The ninth and final season of How I Met Your Mother, an American sitcom created by Carter Bays and Craig Thomas, premiered on CBS on September 23, 2013, with two episodes, and concluded on March 31, 2014. The show was renewed for the final season on December 21, 2012, after cast member Jason Segel changed his decision to leave the show after Season 8. Cristin Milioti, who was revealed as "The Mother" in the Season 8 finale, was promoted to a series regular, the only time How I Met Your Mother added a new regular cast member. Season 9 consists of 24 episodes, each running approximately 22 minutes in length.

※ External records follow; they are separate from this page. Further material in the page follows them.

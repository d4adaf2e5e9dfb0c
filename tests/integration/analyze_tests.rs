//! Pipeline tests against mock target sites

use std::time::Duration;

use seo_analyzer::{AnalysisError, FetchError};
use wiremock::matchers::{header, method, path};
use wiremock::{Mock, MockServer, ResponseTemplate};

use crate::helpers::{
    chunked_html_url, html_response, mount_get, refused_url, reset_after_request_url,
    test_analyzer, CANONICAL_HTML,
};

#[tokio::test]
async fn test_canonical_page_over_http() {
    let mock_server = MockServer::start().await;
    mount_get(&mock_server, "/", html_response(CANONICAL_HTML)).await;

    let url = format!("{}/", mock_server.uri());
    let response = test_analyzer().analyze_url(&url).await.unwrap();

    // Mock servers are plain HTTP, so only the HTTPS check fails
    assert_eq!(response.url, url);
    assert_eq!(response.seo_score, 80);
    assert_eq!(response.issues, vec!["Page does not use HTTPS"]);
    assert_eq!(response.passed_checks.len(), 4);
    assert_eq!(
        response.checks,
        [response.passed_checks.clone(), response.issues.clone()].concat()
    );
}

#[tokio::test]
async fn test_sends_identifying_user_agent() {
    let mock_server = MockServer::start().await;
    Mock::given(method("GET"))
        .and(path("/"))
        .and(header("user-agent", "TestBot/1.0 (+https://example.com/bot)"))
        .respond_with(html_response(CANONICAL_HTML))
        .expect(1)
        .mount(&mock_server)
        .await;

    let result = test_analyzer()
        .analyze_url(&format!("{}/", mock_server.uri()))
        .await;
    assert!(result.is_ok());
}

#[tokio::test]
async fn test_plain_text_is_accepted() {
    let mock_server = MockServer::start().await;
    mount_get(
        &mock_server,
        "/notes.txt",
        ResponseTemplate::new(200).set_body_raw("just text".as_bytes().to_vec(), "text/plain"),
    )
    .await;

    let response = test_analyzer()
        .analyze_url(&format!("{}/notes.txt", mock_server.uri()))
        .await
        .unwrap();
    assert_eq!(response.seo_score, 20);
}

#[tokio::test]
async fn test_internal_links_counted_from_fetched_page() {
    let mock_server = MockServer::start().await;
    let base = mock_server.uri();
    let html = format!(
        r#"<html><body>
            <a href="/a">a</a>
            <a href="{}/b">b</a>
            <a href="https://elsewhere.example/c">c</a>
        </body></html>"#,
        base
    );
    mount_get(&mock_server, "/", html_response(&html)).await;

    let request = seo_analyzer::AnalysisRequest::new(&format!("{}/", base)).unwrap();
    let analysis = test_analyzer().analyze_request(&request).await.unwrap();
    assert_eq!(analysis.signals.total_internal_links, 2);
}

#[tokio::test]
async fn test_empty_body_is_empty_content() {
    let mock_server = MockServer::start().await;
    mount_get(&mock_server, "/", html_response("  \n\t ")).await;

    let url = format!("{}/", mock_server.uri());
    let error = test_analyzer().analyze_url(&url).await.unwrap_err();
    assert!(matches!(
        error,
        AnalysisError::Fetch(FetchError::EmptyContent { .. })
    ));

    let classified = test_analyzer().respond_to_url(&url).await.unwrap_err();
    assert_eq!(classified.status_code, 422);
}

#[tokio::test]
async fn test_slow_response_is_timeout() {
    let mock_server = MockServer::start().await;
    mount_get(
        &mock_server,
        "/",
        html_response(CANONICAL_HTML).set_delay(Duration::from_secs(2)),
    )
    .await;

    let url = format!("{}/", mock_server.uri());
    let error = test_analyzer().analyze_url(&url).await.unwrap_err();
    assert!(matches!(
        error,
        AnalysisError::Fetch(FetchError::Timeout { .. })
    ));

    let classified = test_analyzer().respond_to_url(&url).await.unwrap_err();
    assert_eq!(classified.status_code, 408);
    assert_eq!(classified.category, "Request Timeout");
}

#[tokio::test]
async fn test_oversized_body_is_too_large() {
    let mock_server = MockServer::start().await;
    let html = format!("<html><body>{}</body></html>", "x".repeat(8 * 1024));
    mount_get(&mock_server, "/", html_response(&html)).await;

    let classified = test_analyzer()
        .respond_to_url(&format!("{}/", mock_server.uri()))
        .await
        .unwrap_err();
    assert_eq!(classified.status_code, 413);
    assert_eq!(classified.category, "Payload Too Large");
}

#[tokio::test]
async fn test_chunked_body_over_limit_is_too_large() {
    // 10 KiB streamed without Content-Length against the 4 KiB cap
    let url = chunked_html_url(1024, 10).await;

    let error = test_analyzer().analyze_url(&url).await.unwrap_err();
    assert!(matches!(
        error,
        AnalysisError::Fetch(FetchError::ContentTooLarge { limit: 4096, .. })
    ));

    let url = chunked_html_url(1024, 10).await;
    let classified = test_analyzer().respond_to_url(&url).await.unwrap_err();
    assert_eq!(classified.status_code, 413);
    assert_eq!(classified.category, "Payload Too Large");
}

#[tokio::test]
async fn test_chunked_body_within_limit_is_read() {
    let url = chunked_html_url(512, 4).await;

    let request = seo_analyzer::AnalysisRequest::new(&url).unwrap();
    let analysis = test_analyzer().analyze_request(&request).await.unwrap();
    assert_eq!(analysis.signals.title, None);
    assert_eq!(analysis.result.score, 20);
}

#[tokio::test]
async fn test_unsupported_content_type() {
    let mock_server = MockServer::start().await;
    mount_get(
        &mock_server,
        "/data.json",
        ResponseTemplate::new(200).set_body_raw(br#"{"a":1}"#.to_vec(), "application/json"),
    )
    .await;

    let url = format!("{}/data.json", mock_server.uri());
    let error = test_analyzer().analyze_url(&url).await.unwrap_err();
    assert!(matches!(
        error,
        AnalysisError::Fetch(FetchError::UnsupportedContentType { .. })
    ));

    let classified = test_analyzer().respond_to_url(&url).await.unwrap_err();
    assert_eq!(classified.status_code, 500);
}

#[tokio::test]
async fn test_target_not_found_is_bad_request() {
    let mock_server = MockServer::start().await;
    mount_get(&mock_server, "/missing", ResponseTemplate::new(404)).await;

    let classified = test_analyzer()
        .respond_to_url(&format!("{}/missing", mock_server.uri()))
        .await
        .unwrap_err();
    assert_eq!(classified.status_code, 400);
    assert_eq!(classified.category, "Bad Request");
    assert_eq!(classified.message, "Target server returned error: 404");
}

#[tokio::test]
async fn test_target_server_error_is_bad_gateway() {
    let mock_server = MockServer::start().await;
    mount_get(&mock_server, "/", ResponseTemplate::new(503)).await;

    let classified = test_analyzer()
        .respond_to_url(&format!("{}/", mock_server.uri()))
        .await
        .unwrap_err();
    assert_eq!(classified.status_code, 502);
    assert_eq!(classified.message, "Target server returned error: 503");
}

#[tokio::test]
async fn test_redirects_within_limit_are_followed() {
    let mock_server = MockServer::start().await;
    mount_get(
        &mock_server,
        "/old",
        ResponseTemplate::new(301).insert_header("location", "/new"),
    )
    .await;
    mount_get(&mock_server, "/new", html_response(CANONICAL_HTML)).await;

    let url = format!("{}/old", mock_server.uri());
    let response = test_analyzer().analyze_url(&url).await.unwrap();
    assert_eq!(response.url, url);
    assert_eq!(response.seo_score, 80);
}

#[tokio::test]
async fn test_redirect_chain_over_limit_fails() {
    let mock_server = MockServer::start().await;
    for hop in 0..7 {
        mount_get(
            &mock_server,
            &format!("/hop{}", hop),
            ResponseTemplate::new(302)
                .insert_header("location", format!("/hop{}", hop + 1).as_str()),
        )
        .await;
    }

    let error = test_analyzer()
        .analyze_url(&format!("{}/hop0", mock_server.uri()))
        .await
        .unwrap_err();
    assert!(matches!(
        error,
        AnalysisError::Fetch(FetchError::TooManyRedirects { .. })
    ));
}

#[tokio::test]
async fn test_refused_connection_is_access_forbidden() {
    let url = refused_url().await;

    let error = test_analyzer().analyze_url(&url).await.unwrap_err();
    assert!(matches!(
        error,
        AnalysisError::Fetch(FetchError::ConnectionRefused { .. })
    ));

    let classified = test_analyzer().respond_to_url(&url).await.unwrap_err();
    assert_eq!(classified.status_code, 403);
    assert_eq!(classified.category, "Access Forbidden");
}

#[tokio::test]
async fn test_reset_connection_is_access_forbidden() {
    let url = reset_after_request_url().await;

    let error = test_analyzer().analyze_url(&url).await.unwrap_err();
    assert!(matches!(
        error,
        AnalysisError::Fetch(FetchError::ConnectionRefused { .. })
    ));

    let url = reset_after_request_url().await;
    let classified = test_analyzer().respond_to_url(&url).await.unwrap_err();
    assert_eq!(classified.status_code, 403);
}

#[tokio::test]
async fn test_unresolvable_host_is_dns_failure() {
    let classified = test_analyzer()
        .respond_to_url("http://no-such-host.invalid/")
        .await
        .unwrap_err();
    assert_eq!(classified.status_code, 502);
    assert_eq!(classified.message, "Unable to resolve the domain name");
}

#[tokio::test]
async fn test_invalid_input_never_fetches() {
    let mock_server = MockServer::start().await;
    Mock::given(method("GET"))
        .respond_with(html_response(CANONICAL_HTML))
        .expect(0)
        .mount(&mock_server)
        .await;

    let ftp = mock_server.uri().replacen("http", "ftp", 1);
    let classified = test_analyzer().respond_to_url(&ftp).await.unwrap_err();
    assert_eq!(classified.status_code, 400);
    assert_eq!(classified.category, "Invalid Request");
}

Taking place immediately after where the previous season left off, Season 9 covers the events of a single weekend that leads up to Barney (Neil Patrick Harris) and Robin's (Cobie Smulders) wedding. During the course of the weekend, "The Mother" (Milioti) is separately introduced to  Robin, Barney, Lily (Alyson Hannigan), and Marshall (Jason Segel), before finally meeting Ted (Josh Radnor). The season also features frequent flashbacks and flashforwards in order to fully integrate The Mother's character with the rest of the cast. Thomas said in an interview that Season 9 is like "the Wild West – anything can happen".

In February 2013, Bays and Thomas teased that Season 9 is "going to be a new way to tell the story". The initial reaction to the new storytelling structure of Season 9 was mixed. Ethan Anderton from Screen Rant was concerned about how "24 episodes of television are going to be crafted from just three days of time", and Alan Sepinwall of HitFix was exasperated that after eight seasons, "They are really going to stretch Robin and Barney's wedding weekend out over the entire final season", though he expressed more optimism after the San Diego Comic-Con panel for the final season.

Casting
The ninth season features a cast of six actors who receive star billing. Josh Radnor, Jason Segel, Cobie Smulders, Neil Patrick Harris, and Alyson Hannigan all reprise their roles in this season. Cristin Milioti, who was revealed as The Mother in the Season 8 finale, has been promoted to series regular, a first for the series.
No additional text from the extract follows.